- [TO DO]: Look through the data below, and copy each line that carries the word "HashMap".
————————
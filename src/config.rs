//! Weights configuration
//!
//! A `config.json` next to the binary names the root directory holding
//! LLaMA weights and the subdirectory for each model size:
//!
//! ```json
//! {
//!     "weights_directory": "/data/llama",
//!     "models": { "7B": "llama-7b", "13B": "llama-13b" }
//! }
//! ```

use std::collections::HashMap;
use std::path::{Path, PathBuf};

use anyhow::{bail, Context, Result};
use serde::Deserialize;

/// Resolves model-size identifiers to on-disk weight directories.
#[derive(Debug, Clone, Deserialize)]
pub struct WeightsConfig {
    /// Root directory containing one subdirectory per model size
    pub weights_directory: PathBuf,
    /// Size identifier -> subdirectory name under `weights_directory`
    pub models: HashMap<String, String>,
}

impl WeightsConfig {
    /// Load and validate the config file.
    ///
    /// A missing weights root is a startup error: nothing else in the
    /// pipeline can run without it.
    pub fn load<P: AsRef<Path>>(path: P) -> Result<Self> {
        let path = path.as_ref();
        let content = std::fs::read_to_string(path)
            .with_context(|| format!("failed to read config file {}", path.display()))?;
        let config: WeightsConfig = serde_json::from_str(&content)
            .with_context(|| format!("failed to parse {}", path.display()))?;

        if !config.weights_directory.exists() {
            bail!(
                "weights directory {} does not exist; set weights_directory in {}",
                config.weights_directory.display(),
                path.display()
            );
        }

        Ok(config)
    }

    /// Directory holding the weights for `model_size`.
    pub fn model_dir(&self, model_size: &str) -> Result<PathBuf> {
        let subdir = self.models.get(model_size).with_context(|| {
            format!(
                "unknown model size '{model_size}'; configured sizes: {:?}",
                self.models.keys().collect::<Vec<_>>()
            )
        })?;
        Ok(self.weights_directory.join(subdir))
    }
}
pub mod error;
pub mod html;
pub mod logger;
pub mod validation;
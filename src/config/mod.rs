#[cfg(feature = "cli")]
pub mod cli;
pub mod toml_config;

#[cfg(feature = "cli")]
pub use cli::{CliConfig, Command, OutputFormat};
pub use toml_config::{CatalogConfig, SiteConfig};

use crate::core::store::ProjectStore;
use crate::utils::error::Result;

/// Loads the catalog file when one is given, otherwise the built-in catalog
/// with default site settings.
pub fn load_catalog(path: Option<&str>) -> Result<(SiteConfig, ProjectStore)> {
    match path {
        Some(path) => {
            tracing::info!("📁 Loading catalog from: {}", path);
            CatalogConfig::from_file(path)?.into_parts()
        }
        None => {
            tracing::debug!("No catalog file given, using the built-in catalog");
            Ok((SiteConfig::default(), ProjectStore::builtin()))
        }
    }
}
use crate::core::{Fragment, Project};
use crate::utils::html;
use std::borrow::Cow;

/// Turns projects into markup fragments.
///
/// Text fields go into the markup as written. With `escape_markup` on, they
/// are HTML-escaped instead. The price is always emitted verbatim because it
/// carries the strike-through markup for the original price.
#[derive(Debug, Clone, Copy)]
pub struct CardRenderer {
    escape_markup: bool,
}

impl Default for CardRenderer {
    fn default() -> Self {
        Self::new(false)
    }
}

impl CardRenderer {
    pub fn new(escape_markup: bool) -> Self {
        Self { escape_markup }
    }

    pub(crate) fn text<'a>(&self, value: &'a str) -> Cow<'a, str> {
        if self.escape_markup {
            html::escape(value)
        } else {
            Cow::Borrowed(value)
        }
    }

    pub(crate) fn tech_tags(&self, project: &Project) -> String {
        project
            .technologies
            .iter()
            .map(|tech| format!(r#"<span class="tech-tag">{}</span>"#, self.text(tech)))
            .collect()
    }

    pub fn render_card(&self, project: &Project) -> Fragment {
        Fragment::new(format!(
            r#"<div class="project-card fade-in-up" data-project-id="{id}">
    <div class="project-image">
        <i class="{image}"></i>
    </div>
    <div class="project-content">
        <h3>{title}</h3>
        <p>{description}</p>
        <div class="project-tech">{tags}</div>
        <div class="project-price">{price}</div>
        <div class="project-actions">
            <button class="btn btn-primary btn-small" onclick="viewProject({id})">View Details</button>
            <a href="{order_link}" target="_blank" class="btn btn-secondary btn-small">Order Now</a>
        </div>
    </div>
</div>"#,
            id = project.id,
            image = self.text(&project.image),
            title = self.text(&project.title),
            description = self.text(&project.description),
            tags = self.tech_tags(project),
            price = project.price,
            order_link = self.text(&project.order_link),
        ))
    }
}
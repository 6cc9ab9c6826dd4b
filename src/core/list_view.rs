use crate::core::card::CardRenderer;
use crate::core::{Fragment, GridSurface, Project};
use crate::utils::html;

pub const DEFAULT_NO_RESULTS_MESSAGE: &str = "No projects found matching your search.";

/// Renders project sequences into a grid surface, replacing whatever the
/// grid held before.
pub struct ListView<G: GridSurface> {
    grid: G,
    renderer: CardRenderer,
    no_results_message: String,
}

impl<G: GridSurface> ListView<G> {
    pub fn new(grid: G, renderer: CardRenderer) -> Self {
        Self {
            grid,
            renderer,
            no_results_message: DEFAULT_NO_RESULTS_MESSAGE.to_string(),
        }
    }

    pub fn with_no_results_message(mut self, message: impl Into<String>) -> Self {
        self.no_results_message = message.into();
        self
    }

    /// Clears the grid and appends one card per project. Empty input leaves
    /// the grid empty.
    pub fn render<'a, I>(&mut self, projects: I) -> usize
    where
        I: IntoIterator<Item = &'a Project>,
    {
        self.grid.clear();
        let mut count = 0;
        for project in projects {
            self.grid.append(self.renderer.render_card(project));
            count += 1;
        }
        tracing::debug!("Rendered {} project cards", count);
        count
    }

    /// Like [`ListView::render`], but an empty result shows the
    /// "no results" message instead of an empty grid.
    pub fn render_filtered<'a, I>(&mut self, projects: I) -> usize
    where
        I: IntoIterator<Item = &'a Project>,
    {
        let count = self.render(projects);
        if count == 0 {
            tracing::debug!("No matching projects, showing empty-result message");
            self.grid.append(Fragment::new(format!(
                r#"<p class="no-results">{}</p>"#,
                html::escape(&self.no_results_message)
            )));
        }
        count
    }

    pub fn grid(&self) -> &G {
        &self.grid
    }

    pub fn into_grid(self) -> G {
        self.grid
    }
}
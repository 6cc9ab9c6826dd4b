pub mod adapters;
#[cfg(feature = "cli")]
pub mod app;
pub mod config;
pub mod core;
pub mod domain;
pub mod utils;

#[cfg(feature = "cli")]
pub use config::CliConfig;

pub use adapters::memory::{MemoryGrid, MemoryModal};
pub use adapters::storage::LocalStorage;
pub use config::{CatalogConfig, SiteConfig};
pub use crate::core::{catalog::CatalogPage, page::PageBuilder, store::ProjectStore};
pub use utils::error::{CatalogError, Result};
use crate::core::list_view::DEFAULT_NO_RESULTS_MESSAGE;
use crate::core::store::ProjectStore;
use crate::core::{Project, SiteSettings};
use crate::utils::error::{CatalogError, Result};
use crate::utils::validation::{validate_non_empty_string, validate_url, Validate};
use regex::Regex;
use serde::{Deserialize, Serialize};
use std::path::Path;

/// A catalog file: site settings plus the project list.
#[derive(Debug, Clone, Serialize, Deserialize)]
pub struct CatalogConfig {
    #[serde(default)]
    pub site: SiteConfig,
    #[serde(default)]
    pub projects: Vec<Project>,
}

#[derive(Debug, Clone, Serialize, Deserialize)]
#[serde(default)]
pub struct SiteConfig {
    pub title: String,
    pub canonical_url: Option<String>,
    pub no_results_message: String,
    pub escape_markup: bool,
}

impl Default for SiteConfig {
    fn default() -> Self {
        Self {
            title: "Project Catalog".to_string(),
            canonical_url: None,
            no_results_message: DEFAULT_NO_RESULTS_MESSAGE.to_string(),
            escape_markup: false,
        }
    }
}

impl SiteSettings for SiteConfig {
    fn title(&self) -> &str {
        &self.title
    }

    fn canonical_url(&self) -> Option<&str> {
        self.canonical_url.as_deref()
    }

    fn no_results_message(&self) -> &str {
        &self.no_results_message
    }

    fn escape_markup(&self) -> bool {
        self.escape_markup
    }
}

impl Validate for SiteConfig {
    fn validate(&self) -> Result<()> {
        validate_non_empty_string("site.title", &self.title)?;
        validate_non_empty_string("site.no_results_message", &self.no_results_message)?;
        if let Some(url) = &self.canonical_url {
            validate_url("site.canonical_url", url)?;
        }
        Ok(())
    }
}

impl CatalogConfig {
    pub fn from_file<P: AsRef<Path>>(path: P) -> Result<Self> {
        let content = std::fs::read_to_string(&path).map_err(CatalogError::IoError)?;
        Self::from_toml_str(&content)
    }

    pub fn from_toml_str(content: &str) -> Result<Self> {
        let processed_content = Self::substitute_env_vars(content)?;

        toml::from_str(&processed_content).map_err(|e| CatalogError::ConfigValidationError {
            field: "toml_parsing".to_string(),
            message: format!("TOML parsing error: {}", e),
        })
    }

    /// Replaces `${VAR}` with the environment value. Unset variables are left
    /// as written.
    fn substitute_env_vars(content: &str) -> Result<String> {
        let re = Regex::new(r"\$\{([^}]+)\}").map_err(|e| CatalogError::ConfigValidationError {
            field: "env_substitution".to_string(),
            message: e.to_string(),
        })?;

        let result = re.replace_all(content, |caps: &regex::Captures| {
            let var_name = &caps[1];
            std::env::var(var_name).unwrap_or_else(|_| format!("${{{}}}", var_name))
        });

        Ok(result.to_string())
    }

    /// Validates and splits the file into its site settings and store.
    pub fn into_parts(self) -> Result<(SiteConfig, ProjectStore)> {
        self.validate()?;
        let store = ProjectStore::new(self.projects)?;
        Ok((self.site, store))
    }
}

impl Validate for CatalogConfig {
    fn validate(&self) -> Result<()> {
        self.site.validate()?;
        if self.projects.is_empty() {
            return Err(CatalogError::MissingConfigError {
                field: "projects".to_string(),
            });
        }
        Ok(())
    }
}

#[cfg(test)]
mod tests {
    use super::*;

    const CATALOG: &str = r#"
[site]
title = "Student Projects"
canonical_url = "https://example.com"

[[projects]]
id = 1
title = "Online Voting System"
description = "Complete online voting solution"
image = "fas fa-shopping-cart"
price = "₹899 = (<s>₹1199</s> after 25% discount)"
technologies = ["HTML", "Flask", "Postgresql"]
features = ["Admin dashboard", "Email notifications"]
orderLink = "https://example.com/order"

[[projects]]
id = 2
title = "Library Manager"
description = "Track books and members"
image = "fas fa-book"
price = "₹499"
order_link = "https://example.com/order2"
"#;

    #[test]
    fn test_parse_catalog() {
        let config = CatalogConfig::from_toml_str(CATALOG).unwrap();
        assert_eq!(config.site.title, "Student Projects");
        assert!(!config.site.escape_markup);
        assert_eq!(config.site.no_results_message, DEFAULT_NO_RESULTS_MESSAGE);
        assert_eq!(config.projects.len(), 2);
        assert_eq!(config.projects[0].order_link, "https://example.com/order");
        assert_eq!(config.projects[0].technologies, vec!["HTML", "Flask", "Postgresql"]);
        assert!(config.projects[1].technologies.is_empty());
    }

    #[test]
    fn test_escape_markup_is_opt_in() {
        let config =
            CatalogConfig::from_toml_str("[site]\ntitle = \"x\"\nescape_markup = true\n").unwrap();
        assert!(config.site.escape_markup);
        assert!(!SiteConfig::default().escape_markup);
    }

    #[test]
    fn test_into_parts_builds_store() {
        let (site, store) = CatalogConfig::from_toml_str(CATALOG)
            .unwrap()
            .into_parts()
            .unwrap();
        assert_eq!(site.canonical_url.as_deref(), Some("https://example.com"));
        assert_eq!(store.len(), 2);
        assert_eq!(store.find_by_id(2).unwrap().title, "Library Manager");
    }

    #[test]
    fn test_env_substitution() {
        std::env::set_var("PROJECT_CATALOG_TEST_TITLE", "From Env");
        let config = CatalogConfig::from_toml_str(
            "[site]\ntitle = \"${PROJECT_CATALOG_TEST_TITLE}\"\nno_results_message = \"${PROJECT_CATALOG_UNSET_VAR}\"\n",
        )
        .unwrap();
        assert_eq!(config.site.title, "From Env");
        assert_eq!(config.site.no_results_message, "${PROJECT_CATALOG_UNSET_VAR}");
    }

    #[test]
    fn test_invalid_toml_is_config_error() {
        let err = CatalogConfig::from_toml_str("[[projects]\nid = ").unwrap_err();
        assert!(matches!(err, CatalogError::ConfigValidationError { .. }));
    }

    #[test]
    fn test_validation_failures() {
        let mut config = CatalogConfig::from_toml_str(CATALOG).unwrap();
        config.site.canonical_url = Some("ftp://example.com".to_string());
        assert!(matches!(
            config.validate(),
            Err(CatalogError::InvalidConfigValueError { .. })
        ));

        let empty = CatalogConfig::from_toml_str("[site]\ntitle = \"x\"\n").unwrap();
        assert!(matches!(
            empty.into_parts(),
            Err(CatalogError::MissingConfigError { .. })
        ));

        let mut dup = CatalogConfig::from_toml_str(CATALOG).unwrap();
        dup.projects[1].id = 1;
        assert!(matches!(
            dup.into_parts(),
            Err(CatalogError::DuplicateProjectId { id: 1 })
        ));
    }
}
————————
- [ANSWER FOR THIS EXERCISE]:
use std::collections::HashMap;
    pub models: HashMap<String, String>,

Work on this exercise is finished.